---------- Excerpted data ----------

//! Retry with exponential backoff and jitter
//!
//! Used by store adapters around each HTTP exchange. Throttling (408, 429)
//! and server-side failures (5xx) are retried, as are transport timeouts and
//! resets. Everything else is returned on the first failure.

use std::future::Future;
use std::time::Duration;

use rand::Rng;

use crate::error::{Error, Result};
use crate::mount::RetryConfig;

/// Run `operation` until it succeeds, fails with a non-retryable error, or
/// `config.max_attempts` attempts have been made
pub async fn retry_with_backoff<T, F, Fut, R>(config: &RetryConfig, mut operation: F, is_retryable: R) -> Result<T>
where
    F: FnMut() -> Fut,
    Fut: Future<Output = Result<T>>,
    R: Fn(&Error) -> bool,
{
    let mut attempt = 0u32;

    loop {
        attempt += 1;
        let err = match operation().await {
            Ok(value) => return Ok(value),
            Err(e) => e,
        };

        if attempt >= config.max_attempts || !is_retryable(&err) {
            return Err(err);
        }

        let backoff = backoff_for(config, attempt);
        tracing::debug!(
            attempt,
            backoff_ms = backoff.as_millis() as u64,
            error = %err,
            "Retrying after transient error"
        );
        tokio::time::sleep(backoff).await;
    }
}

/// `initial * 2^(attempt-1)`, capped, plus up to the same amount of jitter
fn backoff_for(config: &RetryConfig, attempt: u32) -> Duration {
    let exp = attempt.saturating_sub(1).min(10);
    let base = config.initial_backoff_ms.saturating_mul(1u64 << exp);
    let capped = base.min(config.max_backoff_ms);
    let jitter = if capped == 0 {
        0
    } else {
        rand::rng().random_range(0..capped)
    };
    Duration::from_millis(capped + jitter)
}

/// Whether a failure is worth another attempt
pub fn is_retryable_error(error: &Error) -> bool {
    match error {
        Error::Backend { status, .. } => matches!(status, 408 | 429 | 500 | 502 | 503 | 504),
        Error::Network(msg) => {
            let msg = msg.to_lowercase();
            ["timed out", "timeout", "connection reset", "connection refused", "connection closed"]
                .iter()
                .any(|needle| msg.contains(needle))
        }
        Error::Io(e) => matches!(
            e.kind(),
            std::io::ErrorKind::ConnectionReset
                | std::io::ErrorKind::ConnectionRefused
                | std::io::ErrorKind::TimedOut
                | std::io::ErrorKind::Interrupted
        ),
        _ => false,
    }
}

----------
---------- Excerpted data ----------

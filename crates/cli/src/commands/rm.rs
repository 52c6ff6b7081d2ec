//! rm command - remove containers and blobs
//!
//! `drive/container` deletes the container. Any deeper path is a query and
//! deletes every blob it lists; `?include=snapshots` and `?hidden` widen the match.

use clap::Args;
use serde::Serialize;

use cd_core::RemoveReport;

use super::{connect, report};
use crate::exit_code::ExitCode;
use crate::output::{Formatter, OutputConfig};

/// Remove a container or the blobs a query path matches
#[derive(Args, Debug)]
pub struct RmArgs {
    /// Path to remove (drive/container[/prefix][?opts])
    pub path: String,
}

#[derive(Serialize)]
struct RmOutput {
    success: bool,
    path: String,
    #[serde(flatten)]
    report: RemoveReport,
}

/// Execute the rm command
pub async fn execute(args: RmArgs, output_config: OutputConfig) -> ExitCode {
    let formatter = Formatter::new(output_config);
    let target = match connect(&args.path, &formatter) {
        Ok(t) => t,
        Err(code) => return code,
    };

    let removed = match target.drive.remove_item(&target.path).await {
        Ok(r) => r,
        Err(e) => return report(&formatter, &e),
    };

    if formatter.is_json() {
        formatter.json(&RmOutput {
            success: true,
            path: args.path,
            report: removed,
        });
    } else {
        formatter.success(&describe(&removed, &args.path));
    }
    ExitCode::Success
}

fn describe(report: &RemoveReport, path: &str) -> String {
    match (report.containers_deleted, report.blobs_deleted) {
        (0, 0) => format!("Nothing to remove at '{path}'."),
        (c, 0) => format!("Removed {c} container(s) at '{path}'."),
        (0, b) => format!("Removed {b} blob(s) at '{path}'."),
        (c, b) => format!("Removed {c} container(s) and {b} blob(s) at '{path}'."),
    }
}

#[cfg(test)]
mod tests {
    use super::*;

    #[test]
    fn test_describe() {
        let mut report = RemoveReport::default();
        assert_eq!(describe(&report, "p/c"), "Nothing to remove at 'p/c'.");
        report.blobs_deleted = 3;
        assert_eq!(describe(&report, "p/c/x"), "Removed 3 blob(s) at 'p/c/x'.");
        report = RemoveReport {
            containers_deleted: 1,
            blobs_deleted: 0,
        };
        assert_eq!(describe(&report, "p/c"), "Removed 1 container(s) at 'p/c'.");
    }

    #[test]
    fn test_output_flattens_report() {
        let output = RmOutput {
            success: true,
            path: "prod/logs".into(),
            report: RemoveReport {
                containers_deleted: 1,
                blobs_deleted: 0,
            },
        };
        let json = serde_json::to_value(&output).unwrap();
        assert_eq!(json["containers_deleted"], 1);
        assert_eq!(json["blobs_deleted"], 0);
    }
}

----------
---------- Excerpted data ----------

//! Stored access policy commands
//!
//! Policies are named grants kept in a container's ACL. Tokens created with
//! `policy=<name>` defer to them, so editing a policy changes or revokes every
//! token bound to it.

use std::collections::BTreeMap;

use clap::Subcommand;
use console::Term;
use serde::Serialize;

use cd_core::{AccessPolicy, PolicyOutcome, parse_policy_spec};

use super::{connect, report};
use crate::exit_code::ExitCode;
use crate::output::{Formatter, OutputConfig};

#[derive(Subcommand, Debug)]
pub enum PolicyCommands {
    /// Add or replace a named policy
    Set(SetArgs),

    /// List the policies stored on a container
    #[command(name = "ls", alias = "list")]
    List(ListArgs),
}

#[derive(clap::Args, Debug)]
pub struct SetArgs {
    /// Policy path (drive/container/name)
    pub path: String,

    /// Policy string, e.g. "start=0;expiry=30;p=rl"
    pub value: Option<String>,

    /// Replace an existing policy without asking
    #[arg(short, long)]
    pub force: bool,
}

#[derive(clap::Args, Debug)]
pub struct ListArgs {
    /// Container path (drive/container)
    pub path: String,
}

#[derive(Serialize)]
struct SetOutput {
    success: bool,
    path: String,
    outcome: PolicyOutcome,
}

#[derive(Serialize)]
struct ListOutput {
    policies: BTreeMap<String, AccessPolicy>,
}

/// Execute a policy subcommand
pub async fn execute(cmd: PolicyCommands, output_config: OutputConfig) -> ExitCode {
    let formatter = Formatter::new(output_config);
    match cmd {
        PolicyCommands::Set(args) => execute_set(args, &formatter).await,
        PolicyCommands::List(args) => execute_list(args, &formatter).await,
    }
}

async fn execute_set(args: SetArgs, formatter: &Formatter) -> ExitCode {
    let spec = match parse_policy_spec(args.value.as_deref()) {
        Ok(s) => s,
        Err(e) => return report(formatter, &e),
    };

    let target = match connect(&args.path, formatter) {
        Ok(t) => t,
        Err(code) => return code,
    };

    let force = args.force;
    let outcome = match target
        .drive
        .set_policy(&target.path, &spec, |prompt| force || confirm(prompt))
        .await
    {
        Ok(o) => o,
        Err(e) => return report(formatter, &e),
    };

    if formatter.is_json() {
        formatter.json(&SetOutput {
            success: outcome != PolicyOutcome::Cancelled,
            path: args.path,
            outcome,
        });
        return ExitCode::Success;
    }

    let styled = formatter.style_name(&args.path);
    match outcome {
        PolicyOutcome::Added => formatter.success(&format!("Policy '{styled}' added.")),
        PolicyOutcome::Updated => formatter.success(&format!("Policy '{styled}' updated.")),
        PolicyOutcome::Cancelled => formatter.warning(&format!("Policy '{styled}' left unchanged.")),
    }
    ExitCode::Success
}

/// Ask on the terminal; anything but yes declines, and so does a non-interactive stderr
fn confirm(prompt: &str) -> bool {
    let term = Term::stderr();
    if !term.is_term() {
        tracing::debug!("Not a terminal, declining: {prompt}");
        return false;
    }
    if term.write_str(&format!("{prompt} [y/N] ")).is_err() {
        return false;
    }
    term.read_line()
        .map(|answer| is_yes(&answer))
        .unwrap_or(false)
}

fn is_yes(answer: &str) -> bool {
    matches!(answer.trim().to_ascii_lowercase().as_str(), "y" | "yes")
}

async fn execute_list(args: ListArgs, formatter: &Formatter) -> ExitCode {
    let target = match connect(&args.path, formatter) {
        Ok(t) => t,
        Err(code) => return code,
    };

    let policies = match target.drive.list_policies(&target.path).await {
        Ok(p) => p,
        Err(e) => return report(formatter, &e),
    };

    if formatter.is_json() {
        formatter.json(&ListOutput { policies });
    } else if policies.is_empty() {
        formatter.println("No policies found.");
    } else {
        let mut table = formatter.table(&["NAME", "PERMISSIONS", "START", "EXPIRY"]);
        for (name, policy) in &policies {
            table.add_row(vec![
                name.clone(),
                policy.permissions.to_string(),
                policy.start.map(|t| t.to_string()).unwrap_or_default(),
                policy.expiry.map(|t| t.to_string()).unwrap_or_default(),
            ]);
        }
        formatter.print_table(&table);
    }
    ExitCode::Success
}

----------

### Problem to solve:
Give back the records above exactly, limited to the lines between the one holding "access policy commands" and the one holding "Policy string, e.g.", inclusive.

### Solution to this problem:
//! Stored access policy commands
//!
//! Policies are named grants kept in a container's ACL. Tokens created with
//! `policy=<name>` defer to them, so editing a policy changes or revokes every
//! token bound to it.

use std::collections::BTreeMap;

use clap::Subcommand;
use console::Term;
use serde::Serialize;

use cd_core::{AccessPolicy, PolicyOutcome, parse_policy_spec};

use super::{connect, report};
use crate::exit_code::ExitCode;
use crate::output::{Formatter, OutputConfig};

#[derive(Subcommand, Debug)]
pub enum PolicyCommands {
    /// Add or replace a named policy
    Set(SetArgs),

    /// List the policies stored on a container
    #[command(name = "ls", alias = "list")]
    List(ListArgs),
}

#[derive(clap::Args, Debug)]
pub struct SetArgs {
    /// Policy path (drive/container/name)
    pub path: String,

    /// Policy string, e.g. "start=0;expiry=30;p=rl"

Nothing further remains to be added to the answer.